Do you hate these posts, O readers who subscribed to this blog for the tales of life with small children and not for the tips on deriving z-scores? I find these posts very useful personally and I do hope that unhappy googlers trying to learn R will also appreciate them, but they are probably a snore for the rest of you.
Yesterday I figured out part of something that had perplexed me. I would slap tables of variables together on a regular basis, and sometimes they would have column names and sometimes they would not. Part of the answer is that dataframes have column names; matrices don't. You can't do much (any?) statistical analysis on a matrix. But if you have three vectors of equal length named x, y, and z, you can say this--
> more.data<-data.frame(x,y,z)
--and get yourself a dataframe called "more.data," with columns headed x, y, and z.
Suppose you'd like to compare kids' performance on measures x, y, and z, but their scales are very different. You can derive z-scores as easy as pie:
> z.data<-scale(more.data)
Now you have a new dataframe called z.data, in which your measures have been converted to z-scores.
Suppose, though, that you don't want everything converted to z-scores -- suppose you have a column for participant ID#, and a column for group membership. Obviously, you don't want those to be z-scores. Participant #0.549879 is less than illuminating if you assigned him ID #62. You could convert the variables individually and then stick them into a new dataframe, but you can also do it more easily.
It took me a long time to figure out something about R that's actually pretty straightforward. In web pages about manipulating data, I kept seeing sets of brackets with mysterious commas in them. For a long time I just followed instructions blindly, but I finally saw what was going on. You can tell R what to do with your data in terms of rows and columns inside square brackets -- rows first, columns second. So this--
> part.of.my.data<-my.data[c(2:5),c(1,3,5,7,9)]
--tells R to give you a new array of data containing rows 2-5 and the odd-numbered columns of the old dataset. Or you could do this--
> part.of.my.data<-my.data[-c(16), ]
--which means "give me all the rows except 16 [that's the "-c(16)"], and give me every column [that's what you're saying with the ", ]". which is perhaps a little confusing]."
So if you want z-scores for your experimental measures x, y, and z (in columns 3-5) but not for the first two columns (participant ID and group membership), all you have to do is this:
> z.data<-cbind(more.data[ ,c(1,2)], scale(more.data[ ,c(3:5)]))
If you wanted to add a column with the mean of each participant's three z-scores, you could do it like this:
> z.data.with.means<-cbind(z.data, rowMeans(z.data[ ,c(3:5)]))
Extra points if you get all your brackets and parentheses lined up on the first try. You probably already know that if you say "rowmeans" instead of "rowMeans," R will blink blankly at you, waving its little "Klingon only" placard. You might not have considered that you must restrict the row means to the last three columns or else R will average in the participant ID numbers, leading you to wonder how your last participant had a mean z-score of 73. (That's like getting a 7800 on your SAT Verbal -- yes, the one with a maximum score of 800.)
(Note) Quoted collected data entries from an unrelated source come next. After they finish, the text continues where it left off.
use serde::{Deserialize, Serialize};

use crate::state::{SavedState, StateError};

use super::time::TimeSample;

/// Tag under which clocks file their [`SavedState`].
pub const CLOCK_STATE_TAG: &str = "clock";

/// The last time a clock displayed, as kept across suspend/resume.
#[derive(Debug, Copy, Clone, Eq, PartialEq, Serialize, Deserialize)]
pub struct ClockSnapshot {
    pub hour: u8,
    pub minute: u8,
    pub second: u8,
}

impl From<TimeSample> for ClockSnapshot {
    fn from(t: TimeSample) -> Self {
        Self { hour: t.hour(), minute: t.minute(), second: t.second() }
    }
}

impl ClockSnapshot {
    /// `None` when a field is out of range.
    pub fn sample(self) -> Option<TimeSample> {
        TimeSample::new(self.hour, self.minute, self.second)
    }

    pub fn save(self) -> Result<SavedState, StateError> {
        SavedState::from_record(CLOCK_STATE_TAG, &self)
    }

    pub fn restore(state: &SavedState) -> Result<Self, StateError> {
        state.to_record(CLOCK_STATE_TAG)
    }
}
use std::ops::Range;

use bytemuck::{Pod, Zeroable};

use crate::render::RenderCtx;
use crate::scene::{CircleCmd, LineCmd};

use super::common::{quad_pipeline, InstanceBuffer, QuadBuffers, ViewportUniform};

const KIND_CIRCLE: f32 = 0.0;
const KIND_SEGMENT: f32 = 1.0;

/// Renderer for `DrawCmd::Circle` and `DrawCmd::Line`.
///
/// Both primitives share one signed-distance pipeline:
/// - circles are a filled disc plus an optional ring centered on the radius
/// - lines are butt-capped segments
///
/// Instances are collected with `push_*`, uploaded once per frame and drawn
/// in ranges so that the caller can interleave them with text.
#[derive(Default)]
pub struct ShapeRenderer {
    pipeline_format: Option<wgpu::TextureFormat>,
    pipeline: Option<wgpu::RenderPipeline>,
    bind_group: Option<wgpu::BindGroup>,
    viewport_ubo: Option<wgpu::Buffer>,
    quad: Option<QuadBuffers>,

    instances: Vec<ShapeInstance>,
    instance_buffer: InstanceBuffer,
}

impl ShapeRenderer {
    pub fn new() -> Self {
        Self::default()
    }

    /// Drops the instances collected for the previous frame.
    pub fn begin(&mut self) {
        self.instances.clear();
    }

    /// Queues a circle. Returns the number of instances added (0 or 1).
    pub fn push_circle(&mut self, cmd: &CircleCmd) -> u32 {
        match ShapeInstance::circle(cmd) {
            Some(inst) => {
                self.instances.push(inst);
                1
            }
            None => 0,
        }
    }

    /// Queues a line. Returns the number of instances added (0 or 1).
    pub fn push_line(&mut self, cmd: &LineCmd) -> u32 {
        match ShapeInstance::segment(cmd) {
            Some(inst) => {
                self.instances.push(inst);
                1
            }
            None => 0,
        }
    }

    /// Number of instances queued this frame.
    pub fn queued(&self) -> u32 {
        self.instances.len() as u32
    }

    /// Builds GPU resources on first use and uploads this frame's instances.
    pub fn prepare(&mut self, ctx: &RenderCtx<'_>) {
        if self.instances.is_empty() {
            return;
        }
        self.ensure_pipeline(ctx);
        if self.quad.is_none() {
            self.quad = Some(QuadBuffers::new(ctx.device, "quartz shape quad"));
        }
        if let Some(ubo) = self.viewport_ubo.as_ref() {
            ctx.queue.write_buffer(ubo, 0, bytemuck::bytes_of(&ViewportUniform::from_ctx(ctx)));
        }
        self.instance_buffer.upload(ctx, "quartz shape instances", &self.instances);
    }

    /// Draws `range` of this frame's instances into an open pass.
    pub fn draw(&self, rpass: &mut wgpu::RenderPass<'_>, range: Range<u32>) {
        if range.is_empty() {
            return;
        }
        let Some(pipeline) = self.pipeline.as_ref() else { return };
        let Some(bind_group) = self.bind_group.as_ref() else { return };
        let Some(quad) = self.quad.as_ref() else { return };
        let Some(instances) = self.instance_buffer.buffer() else { return };

        rpass.set_pipeline(pipeline);
        rpass.set_bind_group(0, bind_group, &[]);
        rpass.set_vertex_buffer(0, quad.vbo.slice(..));
        rpass.set_vertex_buffer(1, instances.slice(..));
        rpass.set_index_buffer(quad.ibo.slice(..), wgpu::IndexFormat::Uint16);
        rpass.draw_indexed(0..6, 0, range);
    }

    fn ensure_pipeline(&mut self, ctx: &RenderCtx<'_>) {
        if self.pipeline_format == Some(ctx.surface_format) && self.pipeline.is_some() {
            return;
        }

        let shader = ctx.device.create_shader_module(wgpu::ShaderModuleDescriptor {
            label: Some("quartz shape shader"),
            source: wgpu::ShaderSource::Wgsl(include_str!("shaders/shape.wgsl").into()),
        });

        let bgl = ctx.device.create_bind_group_layout(&wgpu::BindGroupLayoutDescriptor {
            label: Some("quartz shape bgl"),
            entries: &[ViewportUniform::layout_entry()],
        });

        let viewport_ubo = ViewportUniform::create_buffer(ctx.device, "quartz shape viewport ubo");
        let bind_group = ctx.device.create_bind_group(&wgpu::BindGroupDescriptor {
            label: Some("quartz shape bind group"),
            layout: &bgl,
            entries: &[wgpu::BindGroupEntry {
                binding: 0,
                resource: viewport_ubo.as_entire_binding(),
            }],
        });

        self.pipeline = Some(quad_pipeline(
            ctx,
            "quartz shape pipeline",
            &shader,
            &bgl,
            ShapeInstance::layout(),
        ));
        self.pipeline_format = Some(ctx.surface_format);
        self.bind_group = Some(bind_group);
        self.viewport_ubo = Some(viewport_ubo);
    }
}

// ── GPU types ─────────────────────────────────────────────────────────────

/// Instance data layout (64 bytes):
///
///  offset  0  p0      [f32; 2]   loc 1   circle center / segment start
///  offset  8  p1      [f32; 2]   loc 2   segment end (unused for circles)
///  offset 16  params  [f32; 4]   loc 3   radius, half stroke width, kind, _
///  offset 32  fill    [f32; 4]   loc 4   premultiplied
///  offset 48  stroke  [f32; 4]   loc 5   premultiplied
#[repr(C)]
#[derive(Debug, Copy, Clone, PartialEq, Pod, Zeroable)]
struct ShapeInstance {
    p0: [f32; 2],
    p1: [f32; 2],
    params: [f32; 4],
    fill: [f32; 4],
    stroke: [f32; 4],
}

impl ShapeInstance {
    const ATTRS: [wgpu::VertexAttribute; 5] = wgpu::vertex_attr_array![
        1 => Float32x2, // p0
        2 => Float32x2, // p1
        3 => Float32x4, // params
        4 => Float32x4, // fill
        5 => Float32x4  // stroke
    ];

    fn layout() -> wgpu::VertexBufferLayout<'static> {
        wgpu::VertexBufferLayout {
            array_stride: std::mem::size_of::<ShapeInstance>() as u64,
            step_mode: wgpu::VertexStepMode::Instance,
            attributes: &Self::ATTRS,
        }
    }

    fn circle(cmd: &CircleCmd) -> Option<Self> {
        if cmd.radius.is_nan() || cmd.radius <= 0.0 || !cmd.center.is_finite() {
            return None;
        }

        let fill = cmd.fill.map_or([0.0; 4], |c| c.to_array());
        let (half_width, stroke) = match cmd.stroke {
            Some(s) if s.width > 0.0 => (s.width * 0.5, s.color.to_array()),
            _ => (0.0, [0.0; 4]),
        };
        if fill[3] <= 0.0 && stroke[3] <= 0.0 {
            return None;
        }

        Some(Self {
            p0: [cmd.center.x, cmd.center.y],
            p1: [cmd.center.x, cmd.center.y],
            params: [cmd.radius, half_width, KIND_CIRCLE, 0.0],
            fill,
            stroke,
        })
    }

    fn segment(cmd: &LineCmd) -> Option<Self> {
        if cmd.stroke.width.is_nan() || cmd.stroke.width <= 0.0 || cmd.stroke.color.a <= 0.0 {
            return None;
        }
        if !cmd.from.is_finite() || !cmd.to.is_finite() {
            return None;
        }

        Some(Self {
            p0: [cmd.from.x, cmd.from.y],
            p1: [cmd.to.x, cmd.to.y],
            params: [cmd.from.distance(cmd.to), cmd.stroke.width * 0.5, KIND_SEGMENT, 0.0],
            fill: [0.0; 4],
            stroke: cmd.stroke.color.to_array(),
        })
    }
}

#[cfg(test)]
mod tests {
    use super::*;
    use crate::coords::Vec2;
    use crate::paint::Color;
    use crate::scene::Stroke;

    #[test]
    fn circle_carries_fill_and_half_stroke() {
        let cmd = CircleCmd::new(
            Vec2::new(10.0, 20.0),
            5.0,
            Some(Color::WHITE),
            Some(Stroke::new(4.0, Color::BLACK)),
        );
        let inst = ShapeInstance::circle(&cmd).unwrap();
        assert_eq!(inst.p0, [10.0, 20.0]);
        assert_eq!(inst.params, [5.0, 2.0, KIND_CIRCLE, 0.0]);
        assert_eq!(inst.fill, Color::WHITE.to_array());
        assert_eq!(inst.stroke, Color::BLACK.to_array());
    }

    #[test]
    fn degenerate_circles_are_dropped() {
        let zero = CircleCmd::new(Vec2::zero(), 0.0, Some(Color::BLACK), None);
        assert!(ShapeInstance::circle(&zero).is_none());

        let invisible = CircleCmd::new(Vec2::zero(), 3.0, Some(Color::TRANSPARENT), None);
        assert!(ShapeInstance::circle(&invisible).is_none());
    }

    #[test]
    fn segment_encodes_length_and_half_width() {
        let cmd = LineCmd {
            from: Vec2::new(0.0, 0.0),
            to: Vec2::new(3.0, 4.0),
            stroke: Stroke::new(10.0, Color::BLACK),
        };
        let inst = ShapeInstance::segment(&cmd).unwrap();
        assert_eq!(inst.params, [5.0, 5.0, KIND_SEGMENT, 0.0]);
        assert_eq!(inst.p1, [3.0, 4.0]);
    }

    #[test]
    fn zero_width_segment_is_dropped() {
        let cmd = LineCmd {
            from: Vec2::zero(),
            to: Vec2::new(1.0, 0.0),
            stroke: Stroke::new(0.0, Color::BLACK),
        };
        assert!(ShapeInstance::segment(&cmd).is_none());
    }

    #[test]
    fn push_counts_instances() {
        let mut r = ShapeRenderer::new();
        assert_eq!(r.push_circle(&CircleCmd::new(Vec2::zero(), 1.0, Some(Color::BLACK), None)), 1);
        assert_eq!(r.push_circle(&CircleCmd::new(Vec2::zero(), 0.0, Some(Color::BLACK), None)), 0);
        assert_eq!(r.queued(), 1);
        r.begin();
        assert_eq!(r.queued(), 0);
    }
}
Or maybe you have considered it and I am just dim.
Here's the requisite cute baby picture. A few days ago I said, "Darling baby mine, please stop trying to grab my socks in progress to see if you can tickle your cochlea with a size 1 knitting needle. Here, look at this nice fat book instead." Whereupon she flung the nice fat book to the ground and climbed upon it, the better to reach my knitting. She's a determined girl, that baby Stella.